The task =
For every line in the material below that holds "main", report the line.

Supplied records =

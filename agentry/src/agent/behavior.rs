/*
 * Copyright (c) 2024. Govcraft
 *
 * Licensed under either of
 *   * Apache License, Version 2.0 (the "License");
 *     you may not use this file except in compliance with the License.
 *     You may obtain a copy of the License at http://www.apache.org/licenses/LICENSE-2.0
 *   * MIT license: http://opensource.org/licenses/MIT
 *
 * Unless required by applicable law or agreed to in writing, software
 * distributed under the License is distributed on an "AS IS" BASIS,
 * WITHOUT WARRANTIES OR CONDITIONS OF ANY KIND, either express or implied.
 * See the applicable License for the specific language governing permissions and
 * limitations under that License.
 */

use std::fmt;

use tracing::{debug, error};

use crate::agent::context::Block;
use crate::agent::{BehaviorContext, Fsm};
use crate::message::MessageFilter;
use crate::traits::{Action, MessageHandler};

/// Lifecycle of a behavior. `Done` is terminal.
#[derive(Debug, Clone, Copy, PartialEq, Eq)]
pub enum BehaviorState {
    /// Added, not yet started.
    New,
    /// Stepped on every scheduling pass.
    Running,
    /// Waiting for a timer, a message or a named event.
    Blocked,
    /// Finished; removed after the current pass.
    Done,
}

/// A resumable unit of work owned by one agent.
///
/// Behaviors are built with one of the constructors below and handed to an
/// [`Agent`](crate::agent::Agent) or to a running agent's handle.
pub struct Behavior {
    pub(crate) name: Option<String>,
    pub(crate) kind: BehaviorKind,
}

pub(crate) enum BehaviorKind {
    OneShot(Box<dyn Action>),
    Cyclic(Box<dyn Action>),
    Ticker {
        period: u64,
        ticks: u64,
        next_due: Option<u64>,
        action: Box<dyn Action>,
    },
    Waker {
        delay: u64,
        due: Option<u64>,
        action: Box<dyn Action>,
    },
    Fsm(Fsm),
    Message {
        filter: MessageFilter,
        one_shot: bool,
        handler: Box<dyn MessageHandler>,
    },
    Generic(Box<dyn Action>),
}

/// Result of one step, before the context's own requests are applied.
#[derive(Debug, Clone, Copy, PartialEq, Eq)]
pub(crate) enum Progress {
    Continue,
    Done,
    /// Block indefinitely (`None`) or for the given number of milliseconds.
    Block(Option<u64>),
}

impl Behavior {
    fn from_kind(kind: BehaviorKind) -> Self {
        Self { name: None, kind }
    }

    /// Runs `action` once.
    pub fn one_shot(action: impl Action) -> Self {
        Self::from_kind(BehaviorKind::OneShot(Box::new(action)))
    }

    /// Runs `action` over and over until the behavior is removed.
    pub fn cyclic(action: impl Action) -> Self {
        Self::from_kind(BehaviorKind::Cyclic(Box::new(action)))
    }

    /// Runs `action` every `period_ms`; tick k fires k periods after the first step.
    pub fn ticker(period_ms: u64, action: impl Action) -> Self {
        Self::from_kind(BehaviorKind::Ticker {
            period: period_ms,
            ticks: 0,
            next_due: None,
            action: Box::new(action),
        })
    }

    /// Runs `action` once, `delay_ms` after the first step.
    pub fn waker(delay_ms: u64, action: impl Action) -> Self {
        Self::from_kind(BehaviorKind::Waker {
            delay: delay_ms,
            due: None,
            action: Box::new(action),
        })
    }

    /// Runs a finite state machine of actions.
    pub fn fsm(fsm: Fsm) -> Self {
        Self::from_kind(BehaviorKind::Fsm(fsm))
    }

    /// Dispatches every message matching `filter` to `handler`.
    pub fn message(filter: MessageFilter, handler: impl MessageHandler) -> Self {
        Self::from_kind(BehaviorKind::Message {
            filter,
            one_shot: false,
            handler: Box::new(handler),
        })
    }

    /// Dispatches the first message matching `filter`, then finishes.
    pub fn message_once(filter: MessageFilter, handler: impl MessageHandler) -> Self {
        Self::from_kind(BehaviorKind::Message {
            filter,
            one_shot: true,
            handler: Box::new(handler),
        })
    }

    /// Runs `action` repeatedly until its [`Action::done`] returns true.
    pub fn generic(action: impl Action) -> Self {
        Self::from_kind(BehaviorKind::Generic(Box::new(action)))
    }

    /// Gives the behavior a name used in logs.
    #[must_use]
    pub fn named(mut self, name: impl Into<String>) -> Self {
        self.name = Some(name.into());
        self
    }

    /// Name given with [`named`](Self::named).
    pub fn name(&self) -> Option<&str> {
        self.name.as_deref()
    }
}

impl fmt::Debug for Behavior {
    fn fmt(&self, f: &mut fmt::Formatter<'_>) -> fmt::Result {
        f.debug_struct("Behavior")
            .field("name", &self.name)
            .field("kind", &self.kind.label())
            .finish()
    }
}

/// Progress after a plain action step: honour block/stop requests.
fn after_action(ctx: &BehaviorContext, stoppable: bool) -> Progress {
    if stoppable && ctx.control.stop {
        return Progress::Done;
    }
    match ctx.control.block {
        Some(Block::Indefinite) => Progress::Block(None),
        Some(Block::For(ms)) => Progress::Block(Some(ms)),
        None => Progress::Continue,
    }
}

impl BehaviorKind {
    pub(crate) fn label(&self) -> &'static str {
        match self {
            Self::OneShot(_) => "one-shot",
            Self::Cyclic(_) => "cyclic",
            Self::Ticker { .. } => "ticker",
            Self::Waker { .. } => "waker",
            Self::Fsm(_) => "fsm",
            Self::Message { .. } => "message",
            Self::Generic(_) => "generic",
        }
    }

    pub(crate) fn tick_count(&self) -> u64 {
        match self {
            Self::Ticker { ticks, .. } => *ticks,
            _ => 0,
        }
    }

    pub(crate) fn on_start(&mut self, ctx: &mut BehaviorContext) {
        match self {
            Self::OneShot(action)
            | Self::Cyclic(action)
            | Self::Generic(action)
            | Self::Ticker { action, .. }
            | Self::Waker { action, .. } => action.on_start(ctx),
            Self::Fsm(_) | Self::Message { .. } => {}
        }
    }

    pub(crate) fn on_end(&mut self, ctx: &mut BehaviorContext) {
        match self {
            Self::OneShot(action)
            | Self::Cyclic(action)
            | Self::Generic(action)
            | Self::Ticker { action, .. }
            | Self::Waker { action, .. } => action.on_end(ctx),
            Self::Message { handler, .. } => handler.on_end(ctx),
            Self::Fsm(_) => {}
        }
    }

    /// Runs one step of the behavior.
    pub(crate) async fn step(&mut self, ctx: &mut BehaviorContext) -> Progress {
        match self {
            Self::OneShot(action) => {
                action.action(ctx).await;
                Progress::Done
            }
            Self::Cyclic(action) => {
                action.action(ctx).await;
                if ctx.control.stop {
                    debug!("stop() ignored by cyclic behavior; remove it instead");
                }
                after_action(ctx, false)
            }
            Self::Generic(action) => {
                action.action(ctx).await;
                if action.done() {
                    Progress::Done
                } else {
                    after_action(ctx, true)
                }
            }
            Self::Ticker {
                period,
                ticks,
                next_due,
                action,
            } => {
                let now = ctx.now();
                let due = *next_due.get_or_insert_with(|| now.saturating_add(*period));
                if now < due {
                    return Progress::Block(Some(due - now));
                }
                *ticks += 1;
                ctx.set_tick(*ticks);
                action.action(ctx).await;
                if ctx.control.stop {
                    return Progress::Done;
                }
                let next = due.saturating_add(*period);
                *next_due = Some(next);
                Progress::Block(Some(next.saturating_sub(ctx.now())))
            }
            Self::Waker { delay, due, action } => {
                let now = ctx.now();
                let due = *due.get_or_insert_with(|| now.saturating_add(*delay));
                if now < due {
                    return Progress::Block(Some(due - now));
                }
                action.action(ctx).await;
                Progress::Done
            }
            Self::Fsm(fsm) => {
                if let Err(e) = fsm.step(ctx).await {
                    error!("FSM step failed: {}", e);
                }
                if fsm.is_done() {
                    Progress::Done
                } else {
                    after_action(ctx, true)
                }
            }
            Self::Message {
                filter,
                one_shot,
                handler,
            } => {
                let Some(message) = ctx.agent().mailbox().take_matching(filter) else {
                    return Progress::Block(None);
                };
                handler.on_receive(ctx, message).await;
                if *one_shot {
                    Progress::Done
                } else {
                    after_action(ctx, true)
                }
            }
        }
    }
}
/*
 * Copyright (c) 2024. Govcraft
 *
 * Licensed under either of
 *   * Apache License, Version 2.0 (the "License");
 *     you may not use this file except in compliance with the License.
 *     You may obtain a copy of the License at http://www.apache.org/licenses/LICENSE-2.0
 *   * MIT license: http://opensource.org/licenses/MIT
 *
 * Unless required by applicable law or agreed to in writing, software
 * distributed under the License is distributed on an "AS IS" BASIS,
 * WITHOUT WARRANTIES OR CONDITIONS OF ANY KIND, either express or implied.
 * See the applicable License for the specific language governing permissions and
 * limitations under that License.
 */

pub use action::{
    action_fn, handler_fn, state_fn, Action, FnAction, FnHandler, FnState, FsmState,
    MessageHandler,
};
pub use message_content::MessageContent;

/// Behavior logic seams: actions, message handlers and FSM states.
mod action;
/// Typed message content.
mod message_content;
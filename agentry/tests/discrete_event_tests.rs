/*
 * Copyright (c) 2024. Govcraft
 *
 * Licensed under either of
 *   * Apache License, Version 2.0 (the "License");
 *     you may not use this file except in compliance with the License.
 *     You may obtain a copy of the License at http://www.apache.org/licenses/LICENSE-2.0
 *   * MIT license: http://opensource.org/licenses/MIT
 *
 * Unless required by applicable law or agreed to in writing, software
 * distributed under the License is distributed on an "AS IS" BASIS,
 * WITHOUT WARRANTIES OR CONDITIONS OF ANY KIND, either express or implied.
 * See the applicable License for the specific language governing permissions and
 * limitations under that License.
 */

use std::sync::atomic::{AtomicUsize, Ordering};
use std::sync::Arc;
use std::time::{Duration, Instant};

use agentry::prelude::*;
use parking_lot::Mutex;

use crate::setup::*;

mod setup;

#[tokio::test(flavor = "multi_thread", worker_threads = 2)]
async fn test_callbacks_fire_in_time_then_insertion_order() -> anyhow::Result<()> {
    initialize_tracing();
    let platform = Platform::discrete_event();
    let fired = Arc::new(Mutex::new(Vec::new()));

    let record = |label: &'static str| {
        let fired = fired.clone();
        let clock = platform.clone();
        move || fired.lock().push((clock.now(), label))
    };
    assert!(platform.schedule_after(300, record("c")));
    let nested = record("d");
    let clock = platform.clone();
    let first = record("a1");
    assert!(platform.schedule_after(100, move || {
        first();
        clock.schedule_after(50, nested);
    }));
    assert!(platform.schedule_after(100, record("a2")));
    assert!(platform.schedule_after(200, record("b")));
    assert_eq!(platform.pending_events(), 4);

    platform.start();
    tokio::time::timeout(Duration::from_secs(5), platform.terminated()).await?;

    assert_eq!(
        *fired.lock(),
        vec![(100, "a1"), (100, "a2"), (150, "d"), (200, "b"), (300, "c")]
    );
    assert!(platform.is_shutdown());
    assert!(!platform.schedule_after(10, || {}));
    Ok(())
}

#[tokio::test(flavor = "multi_thread", worker_threads = 2)]
async fn test_ticker_fires_at_multiples_of_period() -> anyhow::Result<()> {
    initialize_tracing();
    let platform = Platform::discrete_event();
    let container = Container::new(&platform, "sim");
    let ticks = Arc::new(Mutex::new(Vec::new()));

    let log = ticks.clone();
    container
        .add_agent(
            "clock",
            Agent::new().behavior(Behavior::ticker(
                100,
                action_fn(move |ctx| {
                    log.lock().push((ctx.tick_count(), ctx.now()));
                    if ctx.tick_count() == 5 {
                        ctx.stop();
                    }
                }),
            )),
        )
        .await?;

    platform.start();
    tokio::time::timeout(Duration::from_secs(5), platform.terminated()).await?;

    assert_eq!(
        *ticks.lock(),
        vec![(1, 100), (2, 200), (3, 300), (4, 400), (5, 500)]
    );
    Ok(())
}

#[tokio::test(flavor = "multi_thread", worker_threads = 2)]
async fn test_fsm_terminates_after_five_tock_visits() -> anyhow::Result<()> {
    initialize_tracing();
    let platform = Platform::discrete_event();
    let container = Container::new(&platform, "sim");
    let tocks = Arc::new(AtomicUsize::new(0));
    let finished_at = Arc::new(Mutex::new(None));

    let (count, done) = (tocks.clone(), finished_at.clone());
    let fsm = Fsm::new()
        .state(
            "tick",
            state_fn(|ctx| {
                ctx.set_next_state("tock");
                ctx.block_for(10);
            }),
        )
        .state(
            "tock",
            state_fn(move |ctx| {
                if count.fetch_add(1, Ordering::SeqCst) + 1 == 5 {
                    *done.lock() = Some(ctx.now());
                    ctx.terminate();
                } else {
                    ctx.set_next_state("tick");
                }
            }),
        );
    container
        .add_agent("machine", Agent::new().behavior(Behavior::fsm(fsm)))
        .await?;

    platform.start();
    tokio::time::timeout(Duration::from_secs(5), platform.terminated()).await?;

    assert_eq!(tocks.load(Ordering::SeqCst), 5);
    assert_eq!(*finished_at.lock(), Some(50));
    Ok(())
}

#[tokio::test(flavor = "multi_thread", worker_threads = 2)]
async fn test_virtual_delay_does_not_wait_for_the_wall_clock() -> anyhow::Result<()> {
    initialize_tracing();
    let platform = Platform::discrete_event();
    let container = Container::new(&platform, "sim");
    let woke_at = Arc::new(Mutex::new(None));

    struct Sleeper(Arc<Mutex<Option<u64>>>);

    #[async_trait]
    impl Action for Sleeper {
        async fn action(&mut self, ctx: &mut BehaviorContext) {
            ctx.delay(3_600_000).await;
            *self.0.lock() = Some(ctx.now());
        }
    }

    container
        .add_agent("sleeper", Agent::new().behavior(Behavior::one_shot(Sleeper(woke_at.clone()))))
        .await?;

    let started = Instant::now();
    platform.start();
    tokio::time::timeout(Duration::from_secs(5), platform.terminated()).await?;

    assert_eq!(*woke_at.lock(), Some(3_600_000));
    assert!(started.elapsed() < Duration::from_secs(5));
    Ok(())
}

#[tokio::test(flavor = "multi_thread", worker_threads = 2)]
async fn test_idle_platform_with_no_events_shuts_down() -> anyhow::Result<()> {
    initialize_tracing();
    let platform = Platform::discrete_event();
    let container = Container::new(&platform, "sim");
    container.add_agent("idle", Agent::new()).await?;

    platform.start();
    tokio::time::timeout(Duration::from_secs(5), platform.terminated()).await?;

    assert!(platform.is_shutdown());
    assert_eq!(platform.now(), 0);
    assert!(eventually(Duration::from_secs(2), || !container.is_running()).await);
    Ok(())
}

#[tokio::test(flavor = "multi_thread", worker_threads = 2)]
async fn test_virtual_time_never_goes_backwards() -> anyhow::Result<()> {
    initialize_tracing();
    let platform = Platform::discrete_event();
    let container = Container::new(&platform, "sim");
    let seen = Arc::new(Mutex::new(Vec::new()));

    for (name, period) in [("fast", 7), ("slow", 13)] {
        let log = seen.clone();
        container
            .add_agent(
                name,
                Agent::new().behavior(Behavior::ticker(
                    period,
                    action_fn(move |ctx| {
                        log.lock().push(ctx.now());
                        if ctx.tick_count() == 10 {
                            ctx.stop();
                        }
                    }),
                )),
            )
            .await?;
    }

    platform.start();
    tokio::time::timeout(Duration::from_secs(5), platform.terminated()).await?;

    let seen = seen.lock();
    assert_eq!(seen.len(), 20);
    assert!(seen.windows(2).all(|w| w[0] <= w[1]));
    assert_eq!(seen.last().copied(), Some(130));
    Ok(())
}
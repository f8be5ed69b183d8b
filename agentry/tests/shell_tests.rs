/*
 * Copyright (c) 2024. Govcraft
 *
 * Licensed under either of
 *   * Apache License, Version 2.0 (the "License");
 *     you may not use this file except in compliance with the License.
 *     You may obtain a copy of the License at http://www.apache.org/licenses/LICENSE-2.0
 *   * MIT license: http://opensource.org/licenses/MIT
 *
 * Unless required by applicable law or agreed to in writing, software
 * distributed under the License is distributed on an "AS IS" BASIS,
 * WITHOUT WARRANTIES OR CONDITIONS OF ANY KIND, either express or implied.
 * See the applicable License for the specific language governing permissions and
 * limitations under that License.
 */

use std::sync::Arc;
use std::time::Duration;

use agentry::prelude::*;
use parking_lot::Mutex;

use crate::setup::*;

mod setup;

/// Sends each command to the shell and records (performative, output or reason).
struct Operator {
    commands: Vec<&'static str>,
    replies: Arc<Mutex<Vec<(Performative, String)>>>,
}

#[async_trait]
impl Action for Operator {
    async fn action(&mut self, ctx: &mut BehaviorContext) {
        for cmd in &self.commands {
            let request = Message::new("shell", Performative::Request)
                .with_content(&ShellExecReq::new(*cmd))
                .expect("serializable");
            let Some(reply) = ctx.request(request, 1_000).await else {
                continue;
            };
            let text = reply
                .get("output")
                .or_else(|| reply.get("reason"))
                .and_then(|v| v.as_str())
                .unwrap_or_default()
                .to_string();
            self.replies.lock().push((reply.performative(), text));
        }
    }
}

#[tokio::test(flavor = "multi_thread", worker_threads = 2)]
async fn test_shell_agent_answers_each_request() -> anyhow::Result<()> {
    initialize_tracing();
    let platform = Platform::real_time();
    let container = Container::new(&platform, "main");
    container.add_agent("shell", shell_agent(EchoScriptEngine::new())).await?;
    let replies = Arc::new(Mutex::new(Vec::new()));
    let operator = Operator {
        commands: vec!["echo $agent", "", "echo $nope", "set x 42", "x is $x"],
        replies: replies.clone(),
    };
    container
        .add_agent("operator", Agent::new().behavior(Behavior::one_shot(operator)))
        .await?;
    platform.start();

    assert!(eventually(Duration::from_secs(5), || replies.lock().len() == 5).await);
    let replies = replies.lock().clone();
    assert_eq!(replies[0], (Performative::Agree, "echo shell".to_string()));
    assert_eq!(replies[1], (Performative::Refuse, "empty command".to_string()));
    assert_eq!(replies[2], (Performative::Failure, "unknown variable: nope".to_string()));
    assert_eq!(replies[3], (Performative::Agree, String::new()));
    assert_eq!(replies[4], (Performative::Agree, "x is 42".to_string()));

    platform.shutdown().await;
    Ok(())
}

#[tokio::test(flavor = "multi_thread", worker_threads = 2)]
async fn test_shell_ignores_non_request_messages() -> anyhow::Result<()> {
    initialize_tracing();
    let platform = Platform::real_time();
    let container = Container::new(&platform, "main");
    let shell = container.add_agent("shell", shell_agent(EchoScriptEngine::new())).await?;
    platform.start();

    let inform = Message::new("shell", Performative::Inform)
        .with_content(&ShellExecReq::new("echo hi"))?;
    assert!(container.send(inform));
    // an INFORM does not match the shell behavior and stays queued
    assert!(eventually(Duration::from_secs(1), || shell.mailbox_len() == 1).await);

    platform.shutdown().await;
    Ok(())
}
use anyhow::{Result, anyhow};
use clap::Parser;
use std::{fs::File, io::BufReader, path::Path, process::ExitCode};

use crate::{
    config::{CliOptions, Command, Config},
    error::TunerError,
    fetch::Fetcher,
    model::channel::Channel,
    parsers::m3u,
    store::Store,
};

mod config;
mod constants;
mod error;
mod fetch;
mod store;

mod model;
mod parsers;

fn parse_file(path: &Path) -> Result<Vec<Channel>> {
    let file = File::open(path).map_err(|e| {
        TunerError::File(format!("can't open `{}`: {}", path.to_string_lossy(), e))
    })?;

    Ok(m3u::parse(BufReader::new(file)))
}

// appends to whatever is stored right now, the file may have changed since startup
fn import(store_file: &Path, channels: Vec<Channel>) -> Result<()> {
    if channels.is_empty() {
        println!("no valid channels found");
        return Ok(());
    }
    let n = channels.len();
    let mut store = Store::try_from_file(store_file)?;
    store.append(channels);
    store.save(store_file)?;
    log::info!("imported {} channels into `{}`", n, store_file.to_string_lossy());
    println!("imported {} channels", n);

    Ok(())
}

async fn run(config: Config, command: Command) -> Result<()> {
    let Config {
        store_file,
        fetch_config,
        ..
    } = config;

    match command {
        Command::ImportFile { path } => {
            let channels = parse_file(&path)?;
            import(&store_file, channels)?;
        }
        Command::ImportUrl { url } => {
            let url = match url {
                Some(url) => url,
                None => Store::try_from_file(&store_file)?
                    .custom_m3u_url
                    .ok_or(anyhow!("no url given and none saved (see `set-url`)"))?,
            };
            let fetcher = Fetcher::try_new(&fetch_config)?;
            let channels = fetcher.parse_from_url(&url).await;
            import(&store_file, channels)?;
        }
        Command::Parse { path } => {
            let channels = parse_file(&path)?;
            println!("{}", serde_json::to_string_pretty(&channels)?);
        }
        Command::List => {
            let store = Store::try_from_file(&store_file)?;
            if store.custom_sources.is_empty() {
                println!("no imported channels");
            }
            for (i, channel) in store.custom_sources.iter().enumerate() {
                println!("{}. {}", i + 1, channel);
            }
        }
        Command::Remove { index } => {
            let mut store = Store::try_from_file(&store_file)?;
            let removed = store.remove(index)?;
            store.save(&store_file)?;
            println!("removed {}", removed.title);
        }
        Command::Clear => {
            let mut store = Store::try_from_file(&store_file)?;
            store.clear_sources();
            store.save(&store_file)?;
        }
        Command::SetUrl { url } => {
            let mut store = Store::try_from_file(&store_file)?;
            store.set_url(url);
            store.save(&store_file)?;
        }
        Command::ClearUrl => {
            let mut store = Store::try_from_file(&store_file)?;
            store.clear_url();
            store.save(&store_file)?;
        }
    }

    Ok(())
}

#[tokio::main]
async fn main() -> ExitCode {
    let cli_options = CliOptions::parse();
    let config = match Config::try_from_file(cli_options.config_file.as_deref())
        .and_then(|config| config.merge_with_cli(&cli_options))
    {
        Ok(config) => config,
        Err(e) => {
            eprintln!("{}", e);
            return ExitCode::FAILURE;
        }
    };
    if cli_options.log_stderr {
        simple_logging::log_to_stderr(log::LevelFilter::max());
    } else {
        let _ = simple_logging::log_to_file(&config.log_file, log::LevelFilter::max());
    }

    if let Err(e) = run(config, cli_options.command).await {
        log::error!("{}", e);
        eprintln!("{}", e);
        return ExitCode::FAILURE;
    }

    ExitCode::SUCCESS
}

Output =
    let container = Container::new(&platform, "main");
    let container = Container::new(&platform, "main");
#[tokio::main]
async fn main() -> ExitCode {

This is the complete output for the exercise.